Are 18 Billion Gallons the World’s Worst Oil Spill?
|January 22, 2014||Posted by Staff under Environmental|
Is this the world’s worst oil spill? Is it an accident? This 2014 excerpt of Daily Kos, Jan 21, is by Ashley Allison, SierraRise Senior Campaigner.
For three decades, Texaco, now part of Chevron, dumped 18 billion gallons of toxic oil waste into the Ecuadorian Amazon. In 1994, when Texaco was done pillaging Ecuador, it left behind a toxic wasteland. More than 900 open and unlined waste pits dot the landscape, overflowing toxic chemicals into the waterways that Ecuadorians rely on for cooking and bathing. Thousands were left suffering cancers and devastating birth defects.
In an unprecedented move, the oil giant is using a U.S. law intended to rein in mobsters to sue Ecuadorian activists and supporters — branding them as criminals just for speaking out.
The Sierra Club and thirty other organizations have joined forces to call out Chevron for their dirty tactics.

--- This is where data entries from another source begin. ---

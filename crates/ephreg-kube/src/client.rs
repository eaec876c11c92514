use std::fmt::Debug;

use async_trait::async_trait;
use ephreg_core::cluster::{
    ClusterClient, ClusterError, ClusterObject, ClusterResult, ObjectKey, ObjectKind,
};
use ephreg_model::Labels;
use k8s_openapi::{
    NamespaceResourceScope,
    api::{
        apps::v1::Deployment,
        core::v1::{ConfigMap, Namespace, Secret, Service},
    },
};
use kube::{
    Api, Client, Resource, ResourceExt,
    api::{ApiResource, DeleteParams, DynamicObject, ListParams, PostParams},
};
use serde::{Serialize, de::DeserializeOwned};
use tracing::{debug, trace};

/// Map API status codes onto the cluster error taxonomy.
pub fn map_kube_error(target: &ObjectKey, err: kube::Error) -> ClusterError {
    match err {
        kube::Error::Api(ae) if ae.code == 404 => ClusterError::NotFound(target.to_string()),
        kube::Error::Api(ae) if ae.code == 409 => ClusterError::AlreadyExists(target.to_string()),
        kube::Error::Api(ae) => ClusterError::api(target, format!("{} ({})", ae.message, ae.code)),
        other => ClusterError::api(target, other.to_string()),
    }
}

/// Cluster client talking to a live API server.
#[derive(Clone)]
pub struct KubeCluster {
    client: Client,
}

impl KubeCluster {
    pub fn new(client: Client) -> Self {
        Self { client }
    }

    pub fn client(&self) -> &Client {
        &self.client
    }

    fn namespaced<K>(&self, key: &ObjectKey) -> ClusterResult<Api<K>>
    where
        K: Resource<Scope = NamespaceResourceScope, DynamicType = ()>,
    {
        let ns = key
            .namespace
            .as_deref()
            .ok_or_else(|| ClusterError::Invalid(format!("{key} needs a namespace")))?;
        Ok(Api::namespaced(self.client.clone(), ns))
    }

    fn dynamic(&self, key: &ObjectKey) -> ClusterResult<(Api<DynamicObject>, ApiResource)> {
        let ar = key
            .kind
            .custom_resource()
            .ok_or_else(|| {
                ClusterError::Invalid(format!("{} is not a custom resource", key.kind))
            })?;
        let api = match key.namespace.as_deref() {
            Some(ns) => Api::namespaced_with(self.client.clone(), ns, &ar),
            None => Api::all_with(self.client.clone(), &ar),
        };
        Ok((api, ar))
    }

    async fn create_in<K>(&self, key: &ObjectKey, obj: &K) -> ClusterResult<K>
    where
        K: Resource<Scope = NamespaceResourceScope, DynamicType = ()>
            + Clone
            + Debug
            + Serialize
            + DeserializeOwned,
    {
        self.namespaced::<K>(key)?
            .create(&PostParams::default(), obj)
            .await
            .map_err(|e| map_kube_error(key, e))
    }

    async fn get_in<K>(&self, key: &ObjectKey) -> ClusterResult<K>
    where
        K: Resource<Scope = NamespaceResourceScope, DynamicType = ()>
            + Clone
            + Debug
            + DeserializeOwned,
    {
        self.namespaced::<K>(key)?
            .get(&key.name)
            .await
            .map_err(|e| map_kube_error(key, e))
    }

    async fn delete_in<K>(&self, key: &ObjectKey) -> ClusterResult<()>
    where
        K: Resource<Scope = NamespaceResourceScope, DynamicType = ()>
            + Clone
            + Debug
            + DeserializeOwned,
    {
        self.namespaced::<K>(key)?
            .delete(&key.name, &DeleteParams::default())
            .await
            .map(|_| ())
            .map_err(|e| map_kube_error(key, e))
    }

    async fn list_in<K>(
        &self,
        kind: ObjectKind,
        namespace: Option<&str>,
        params: &ListParams,
    ) -> ClusterResult<Vec<ObjectKey>>
    where
        K: Resource<Scope = NamespaceResourceScope, DynamicType = ()>
            + Clone
            + Debug
            + DeserializeOwned,
    {
        let api: Api<K> = match namespace {
            Some(ns) => Api::namespaced(self.client.clone(), ns),
            None => Api::all(self.client.clone()),
        };
        let target = ObjectKey {
            kind,
            namespace: namespace.map(str::to_string),
            name: "*".to_string(),
        };
        let list = api
            .list(params)
            .await
            .map_err(|e| map_kube_error(&target, e))?;
        Ok(list
            .items
            .iter()
            .map(|item| ObjectKey {
                kind,
                namespace: item.namespace(),
                name: item.name_any(),
            })
            .collect())
    }
}

#[async_trait]
impl ClusterClient for KubeCluster {
    async fn create(&self, obj: ClusterObject) -> ClusterResult<ClusterObject> {
        let key = obj.key()?;
        trace!(object = %key, "create");
        let created = match obj {
            ClusterObject::Namespace(ns) => {
                let api: Api<Namespace> = Api::all(self.client.clone());
                api.create(&PostParams::default(), &ns)
                    .await
                    .map(ClusterObject::Namespace)
                    .map_err(|e| map_kube_error(&key, e))?
            }
            ClusterObject::Secret(o) => ClusterObject::Secret(self.create_in(&key, &o).await?),
            ClusterObject::ConfigMap(o) => {
                ClusterObject::ConfigMap(self.create_in(&key, &o).await?)
            }
            ClusterObject::Service(o) => ClusterObject::Service(self.create_in(&key, &o).await?),
            ClusterObject::Deployment(o) => {
                ClusterObject::Deployment(self.create_in(&key, &o).await?)
            }
            ClusterObject::Issuer(o) | ClusterObject::Certificate(o) => {
                let (api, _) = self.dynamic(&key)?;
                let created = api
                    .create(&PostParams::default(), &o)
                    .await
                    .map_err(|e| map_kube_error(&key, e))?;
                if key.kind == ObjectKind::Issuer {
                    ClusterObject::Issuer(created)
                } else {
                    ClusterObject::Certificate(created)
                }
            }
        };
        debug!(object = %key, "created");
        Ok(created)
    }

    async fn get(&self, key: &ObjectKey) -> ClusterResult<ClusterObject> {
        Ok(match key.kind {
            ObjectKind::Namespace => {
                let api: Api<Namespace> = Api::all(self.client.clone());
                let ns = api
                    .get(&key.name)
                    .await
                    .map_err(|e| map_kube_error(key, e))?;
                ClusterObject::Namespace(ns)
            }
            ObjectKind::Secret => ClusterObject::Secret(self.get_in::<Secret>(key).await?),
            ObjectKind::ConfigMap => ClusterObject::ConfigMap(self.get_in::<ConfigMap>(key).await?),
            ObjectKind::Service => ClusterObject::Service(self.get_in::<Service>(key).await?),
            ObjectKind::Deployment => {
                ClusterObject::Deployment(self.get_in::<Deployment>(key).await?)
            }
            ObjectKind::Issuer | ObjectKind::Certificate => {
                let (api, _) = self.dynamic(key)?;
                let obj = api.get(&key.name).await.map_err(|e| map_kube_error(key, e))?;
                if key.kind == ObjectKind::Issuer {
                    ClusterObject::Issuer(obj)
                } else {
                    ClusterObject::Certificate(obj)
                }
            }
        })
    }

    async fn delete(&self, key: &ObjectKey) -> ClusterResult<()> {
        trace!(object = %key, "delete");
        match key.kind {
            ObjectKind::Namespace => {
                let api: Api<Namespace> = Api::all(self.client.clone());
                api.delete(&key.name, &DeleteParams::background())
                    .await
                    .map(|_| ())
                    .map_err(|e| map_kube_error(key, e))
            }
            ObjectKind::Secret => self.delete_in::<Secret>(key).await,
            ObjectKind::ConfigMap => self.delete_in::<ConfigMap>(key).await,
            ObjectKind::Service => self.delete_in::<Service>(key).await,
            ObjectKind::Deployment => self.delete_in::<Deployment>(key).await,
            ObjectKind::Issuer | ObjectKind::Certificate => {
                let (api, _) = self.dynamic(key)?;
                api.delete(&key.name, &DeleteParams::default())
                    .await
                    .map(|_| ())
                    .map_err(|e| map_kube_error(key, e))
            }
        }
    }

    async fn list(
        &self,
        kind: ObjectKind,
        namespace: Option<&str>,
        selector: &Labels,
    ) -> ClusterResult<Vec<ObjectKey>> {
        let params = ListParams::default().labels(&selector.to_selector());
        match kind {
            ObjectKind::Secret => self.list_in::<Secret>(kind, namespace, &params).await,
            ObjectKind::ConfigMap => self.list_in::<ConfigMap>(kind, namespace, &params).await,
            ObjectKind::Service => self.list_in::<Service>(kind, namespace, &params).await,
            ObjectKind::Deployment => self.list_in::<Deployment>(kind, namespace, &params).await,
            ObjectKind::Namespace => {
                let api: Api<Namespace> = Api::all(self.client.clone());
                let target = ObjectKey::namespace("*");
                let list = api.list(&params).await.map_err(|e| map_kube_error(&target, e))?;
                Ok(list.items.iter().map(|ns| ObjectKey::namespace(ns.name_any())).collect())
            }
            ObjectKind::Issuer | ObjectKind::Certificate => {
                let target = ObjectKey {
                    kind,
                    namespace: namespace.map(str::to_string),
                    name: "*".to_string(),
                };
                let (api, _) = self.dynamic(&target)?;
                let list = api.list(&params).await.map_err(|e| map_kube_error(&target, e))?;
                Ok(list
                    .items
                    .iter()
                    .map(|o| ObjectKey {
                        kind,
                        namespace: o.namespace(),
                        name: o.name_any(),
                    })
                    .collect())
            }
        }
    }
}

#[cfg(test)]
mod tests {
    use super::*;

    use kube::error::ErrorResponse;

    fn api_error(code: u16) -> kube::Error {
        kube::Error::Api(ErrorResponse {
            status: "Failure".into(),
            message: format!("status {code}"),
            reason: "Test".into(),
            code,
        })
    }

    #[test]
    fn status_codes_map_to_cluster_errors() {
        let key = ObjectKey::namespaced(ObjectKind::Secret, "reg", "registry-tls");

        assert!(map_kube_error(&key, api_error(404)).is_not_found());
        assert!(map_kube_error(&key, api_error(409)).is_already_exists());
        match map_kube_error(&key, api_error(403)) {
            ClusterError::Api { target, message } => {
                assert_eq!(target, "Secret/reg/registry-tls");
                assert!(message.contains("403"));
            }
            other => panic!("expected api error, got {other:?}"),
        }
    }
}
use std::fmt;

use k8s_openapi::{
    api::{
        apps::v1::Deployment,
        core::v1::{ConfigMap, Namespace, Secret, Service},
    },
    apimachinery::pkg::apis::meta::v1::ObjectMeta,
};
use kube::api::{ApiResource, DynamicObject};

use ephreg_model::Labels;

use crate::cluster::{ClusterError, ClusterResult};

/// Kinds of object a run creates.
#[derive(Debug, Clone, Copy, PartialEq, Eq, PartialOrd, Ord, Hash)]
pub enum ObjectKind {
    Namespace,
    Secret,
    ConfigMap,
    Service,
    Deployment,
    Issuer,
    Certificate,
}

impl ObjectKind {
    pub fn as_str(&self) -> &'static str {
        match self {
            ObjectKind::Namespace => "Namespace",
            ObjectKind::Secret => "Secret",
            ObjectKind::ConfigMap => "ConfigMap",
            ObjectKind::Service => "Service",
            ObjectKind::Deployment => "Deployment",
            ObjectKind::Issuer => "Issuer",
            ObjectKind::Certificate => "Certificate",
        }
    }

    pub fn is_namespaced(&self) -> bool {
        !matches!(self, ObjectKind::Namespace)
    }

    /// API resource of the cert-manager kinds; `None` for built-in kinds.
    pub fn custom_resource(&self) -> Option<ApiResource> {
        let (kind, plural) = match self {
            ObjectKind::Issuer => ("Issuer", "issuers"),
            ObjectKind::Certificate => ("Certificate", "certificates"),
            _ => return None,
        };
        Some(ApiResource {
            group: "cert-manager.io".into(),
            version: "v1".into(),
            api_version: "cert-manager.io/v1".into(),
            kind: kind.into(),
            plural: plural.into(),
        })
    }
}

impl fmt::Display for ObjectKind {
    fn fmt(&self, f: &mut fmt::Formatter<'_>) -> fmt::Result {
        f.write_str(self.as_str())
    }
}

/// Address of an object: kind, optional namespace and name.
#[derive(Debug, Clone, PartialEq, Eq, PartialOrd, Ord, Hash)]
pub struct ObjectKey {
    pub kind: ObjectKind,
    pub namespace: Option<String>,
    pub name: String,
}

impl ObjectKey {
    pub fn namespaced(
        kind: ObjectKind,
        namespace: impl Into<String>,
        name: impl Into<String>,
    ) -> Self {
        Self {
            kind,
            namespace: Some(namespace.into()),
            name: name.into(),
        }
    }

    pub fn namespace(name: impl Into<String>) -> Self {
        Self {
            kind: ObjectKind::Namespace,
            namespace: None,
            name: name.into(),
        }
    }
}

impl fmt::Display for ObjectKey {
    fn fmt(&self, f: &mut fmt::Formatter<'_>) -> fmt::Result {
        match &self.namespace {
            Some(ns) => write!(f, "{}/{}/{}", self.kind, ns, self.name),
            None => write!(f, "{}/{}", self.kind, self.name),
        }
    }
}

/// Any object the cluster client can create, read or delete.
#[derive(Debug, Clone)]
pub enum ClusterObject {
    Namespace(Namespace),
    Secret(Secret),
    ConfigMap(ConfigMap),
    Service(Service),
    Deployment(Deployment),
    Issuer(DynamicObject),
    Certificate(DynamicObject),
}

impl ClusterObject {
    /// Namespace carrying the managed-by label.
    pub fn namespace(name: &str) -> Self {
        ClusterObject::Namespace(Namespace {
            metadata: ObjectMeta {
                name: Some(name.to_string()),
                labels: Some(Labels::managed().into_inner()),
                ..Default::default()
            },
            ..Default::default()
        })
    }

    pub fn kind(&self) -> ObjectKind {
        match self {
            ClusterObject::Namespace(_) => ObjectKind::Namespace,
            ClusterObject::Secret(_) => ObjectKind::Secret,
            ClusterObject::ConfigMap(_) => ObjectKind::ConfigMap,
            ClusterObject::Service(_) => ObjectKind::Service,
            ClusterObject::Deployment(_) => ObjectKind::Deployment,
            ClusterObject::Issuer(_) => ObjectKind::Issuer,
            ClusterObject::Certificate(_) => ObjectKind::Certificate,
        }
    }

    pub fn metadata(&self) -> &ObjectMeta {
        match self {
            ClusterObject::Namespace(o) => &o.metadata,
            ClusterObject::Secret(o) => &o.metadata,
            ClusterObject::ConfigMap(o) => &o.metadata,
            ClusterObject::Service(o) => &o.metadata,
            ClusterObject::Deployment(o) => &o.metadata,
            ClusterObject::Issuer(o) | ClusterObject::Certificate(o) => &o.metadata,
        }
    }

    pub fn metadata_mut(&mut self) -> &mut ObjectMeta {
        match self {
            ClusterObject::Namespace(o) => &mut o.metadata,
            ClusterObject::Secret(o) => &mut o.metadata,
            ClusterObject::ConfigMap(o) => &mut o.metadata,
            ClusterObject::Service(o) => &mut o.metadata,
            ClusterObject::Deployment(o) => &mut o.metadata,
            ClusterObject::Issuer(o) | ClusterObject::Certificate(o) => &mut o.metadata,
        }
    }

    pub fn labels(&self) -> Labels {
        self.metadata().labels.clone().unwrap_or_default().into()
    }

    /// Key of this object; fails when a required name or namespace is missing.
    pub fn key(&self) -> ClusterResult<ObjectKey> {
        let kind = self.kind();
        let meta = self.metadata();
        let name = meta
            .name
            .clone()
            .ok_or_else(|| ClusterError::Invalid(format!("{kind} without a name")))?;

        if !kind.is_namespaced() {
            return Ok(ObjectKey::namespace(name));
        }
        let namespace = meta
            .namespace
            .clone()
            .ok_or_else(|| ClusterError::Invalid(format!("{kind} '{name}' without a namespace")))?;
        Ok(ObjectKey::namespaced(kind, namespace, name))
    }

    pub fn as_secret(&self) -> Option<&Secret> {
        match self {
            ClusterObject::Secret(s) => Some(s),
            _ => None,
        }
    }

    pub fn as_config_map(&self) -> Option<&ConfigMap> {
        match self {
            ClusterObject::ConfigMap(c) => Some(c),
            _ => None,
        }
    }

    pub fn as_deployment(&self) -> Option<&Deployment> {
        match self {
            ClusterObject::Deployment(d) => Some(d),
            _ => None,
        }
    }

    pub fn as_dynamic(&self) -> Option<&DynamicObject> {
        match self {
            ClusterObject::Issuer(o) | ClusterObject::Certificate(o) => Some(o),
            _ => None,
        }
    }
}

#[cfg(test)]
mod tests {
    use super::*;

    #[test]
    fn namespace_key_has_no_namespace() {
        let ns = ClusterObject::namespace("ephreg");
        let key = ns.key().unwrap();
        assert_eq!(key, ObjectKey::namespace("ephreg"));
        assert_eq!(key.to_string(), "Namespace/ephreg");
    }

    #[test]
    fn namespaced_object_requires_namespace() {
        let secret = ClusterObject::Secret(Secret {
            metadata: ObjectMeta {
                name: Some("s".into()),
                ..Default::default()
            },
            ..Default::default()
        });
        assert!(matches!(secret.key(), Err(ClusterError::Invalid(_))));
    }

    #[test]
    fn cert_manager_kinds_have_api_resources() {
        let ar = ObjectKind::Certificate.custom_resource().unwrap();
        assert_eq!(ar.api_version, "cert-manager.io/v1");
        assert_eq!(ar.plural, "certificates");
        assert!(ObjectKind::Secret.custom_resource().is_none());
    }
}
//! Logging setup shared by the `ephreg` binary and its tests.
//!
//! Records go to stderr so command output on stdout (image references,
//! version strings) stays machine-readable.
mod config;
mod error;
mod format;
mod init;
mod level;
mod timezone;

pub use config::{ENV_FORMAT, ENV_LEVEL, ENV_TZ, LoggerConfig};
pub use error::{LoggerError, LoggerResult};
pub use format::LoggerFormat;
pub use level::LoggerLevel;
pub use timezone::{LoggerTimeZone, Rfc3339Timer, init_local_offset};

/// Installs the global subscriber described by `cfg`.
///
/// Fails with [`LoggerError::AlreadyInitialized`] on a second call. Call
/// [`init_local_offset`] first, before any threads exist, when `cfg.tz` is
/// [`LoggerTimeZone::Local`].
pub fn init_logger(cfg: &LoggerConfig) -> LoggerResult<()> {
    match cfg.format {
        LoggerFormat::Text => init::text(cfg),
        LoggerFormat::Json => init::json(cfg),
        LoggerFormat::Journald => init::journald(cfg),
    }
}

#[cfg(test)]
mod tests {
    use super::*;

    #[test]
    fn second_install_is_rejected() {
        let cfg = LoggerConfig {
            use_color: false,
            ..Default::default()
        };
        // Other tests in this binary never install a subscriber, so only the
        // outcome of the second call is fixed.
        let _ = init_logger(&cfg);
        assert!(matches!(
            init_logger(&cfg),
            Err(LoggerError::AlreadyInitialized)
        ));
    }

    #[cfg(not(target_os = "linux"))]
    #[test]
    fn journald_is_unavailable_off_linux() {
        let cfg = LoggerConfig {
            format: LoggerFormat::Journald,
            ..Default::default()
        };
        assert!(matches!(init_logger(&cfg), Err(LoggerError::JournaldNotSupported)));
    }
}
//! Brightness control for Key Lights.

use serde::{Deserialize, Serialize};

/// Brightness level from 0 to 100 percent.
///
/// Values read back from a device are taken as reported; only values
/// built with [`Brightness::create`] are range checked.
#[derive(Debug, Serialize, Deserialize, Clone, Copy, PartialEq, Eq)]
#[serde(transparent)]
pub struct Brightness {
    pub(crate) value: u8,
}

impl Default for Brightness {
    fn default() -> Self {
        Self::new()
    }
}

impl Brightness {
    const MAX: u8 = 100;

    /// Full brightness.
    pub fn new() -> Self {
        Brightness { value: Self::MAX }
    }

    pub fn value(&self) -> u8 {
        self.value
    }

    /// Returns `None` above 100.
    ///
    /// # Examples
    ///
    /// ```
    /// use keylight_rs::Brightness;
    ///
    /// assert_eq!(Brightness::create(40).map(|b| b.value()), Some(40));
    /// assert!(Brightness::create(101).is_none());
    /// ```
    pub fn create(value: u8) -> Option<Self> {
        if Self::is_valid(value) {
            Some(Brightness { value })
        } else {
            None
        }
    }

    fn is_valid(value: u8) -> bool {
        value <= Self::MAX
    }
}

Ed. Notes: The law is on the polluter’s side. The best example of this bias is limited liability, AKA, the corporate charter. For a mere filing fee, anyone can get one, no matter if you intend to do business without harming nature, worker, or consumer, or if you conduct your enterprise with reckless disregard of others. While activists must react to every violation of rights as they come up, activists must also become proactive and repeal the government’s interference in business on the side of the polluter. Let those dirty companies try to get insurance from private insurers. And let stockholders sign contracts with firms to settle the liability issue. Business could become responsible if government would quit looking the other way when business is liable.
But to shift government from being a servant of business to being a servant of the people, it may be necessary to shift “rents” (the spending for land and resources) from lining the pockets of owners, lenders, and speculators to filling up the treasuries of the public. That is, use dues, fees, leases, and taxes to redirect society’s spending for nature to the government and have government use the revenue to pay the citizenry a dividend, a la Alaska. Such sharing of natural rents makes it possible to eliminate counterproductive taxes and wasteful subsidies.
Further, as beneficiaries of the earth’s worth, citizens become de facto owners of earth herself, better positioned to demand sustainable treatment of ecosystems by extractors, acknowledging some amount of harvesting is necessary for human civilization.